Words of wisdom from Storm Large, lead vocalist of Pink Martini, dazzling human being, and teller of tales extraordinaire.

Emerging from the back of the crowded synagogue at 6th and I, Storm Large sauntered her way to the front of the audience, highlighting her plunging blue ball gown and the “LOVER” tattoo blazing forth from her exposed back, and spent the next two hours guiding us through her Holiday Ordeal.

A yearly tradition for Storm, every year she puts on a bawdy holiday show for her traveling family, as she calls her audience, bringing people together into an intimate environment and sharing her holiday spirit with a lucky few. This night’s ordeal, presented by Washington Performing Arts, definitely brought that spirit.

These Holiday Ordeals involve songs and tales, all in the spirit of the holidays (even if they’re not directly Christmas-related). She started things out with a couple of classics, including “I’ll Be Home For Christmas” as well as Cole Porter’s “It’s All Right With Me” and then a song about Mary and Joseph – Journey’s “Don’t Stop Believing” (small town girl meets city boy…). In between, Storm told us about some of her favorite Christmas miracles, one of which included an incredible story about how when she was a little girl she befriended a nice man she met who was living out of his white van on the beach. Through happy coincidence she found him again after forty years and learned that he’d followed her career and she’d made a huge impact on his life (an impossibly happy ending, especially considering the fact that it included a white van.) She finished up the first half of the set with an original song about hooking up with a stranger on Christmas eve which included the lyrics, “Come all ye faithful”, “Let’s make a joyful noise together” and “When Santa comes you can go.”

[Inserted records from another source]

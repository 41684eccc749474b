//! Crypto adapters: hashing, ed25519, and the Bandersnatch VRF service client.
//!
//! Ring-VRF and IETF-VRF operations are not computed locally; they are
//! consumed from an external prover service over HTTP (see [`vrf`]). The
//! [`vrf::RingVerifier`] and [`vrf::SealProver`] traits are the seams the
//! state-transition functions and the block producer depend on, so tests can
//! substitute deterministic implementations.

pub mod ed25519;
pub mod hashing;
pub mod vrf;

pub use ed25519::{sign, verify, verifying_key_bytes};
pub use hashing::{blake2b_256, blake2b_256_concat, keccak_256, keccak_256_concat};
pub use vrf::{
    BandersnatchClient, RingVerifier, SealProver, TicketVerification, VrfConfig, VrfError,
};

Coming back from a quick intermission, Storm dazzled in an exquisitely sequined, green, floor length gown that made her look like a glittering Christmas tree lit up in all its glory. Working her way through “Sock It To Me Santa,” “Hallelujah” and “Forever Young,” she ramped up the energy in the synagogue until finally she had everyone, from child to octogenarian, on their feet bellowing “Won’t you find me somebody tooooooooooooo loooooooooooooooooove” right along with her. In between she told stories about her childhood, growing up with a mom who had a mental illness, and all the people who filled her unconventional childhood with love and happy memories.

More than a religious experience or a concert or a night out on the town, it felt like this warm and open and wonderful woman inviting us all into her house for a holiday celebration.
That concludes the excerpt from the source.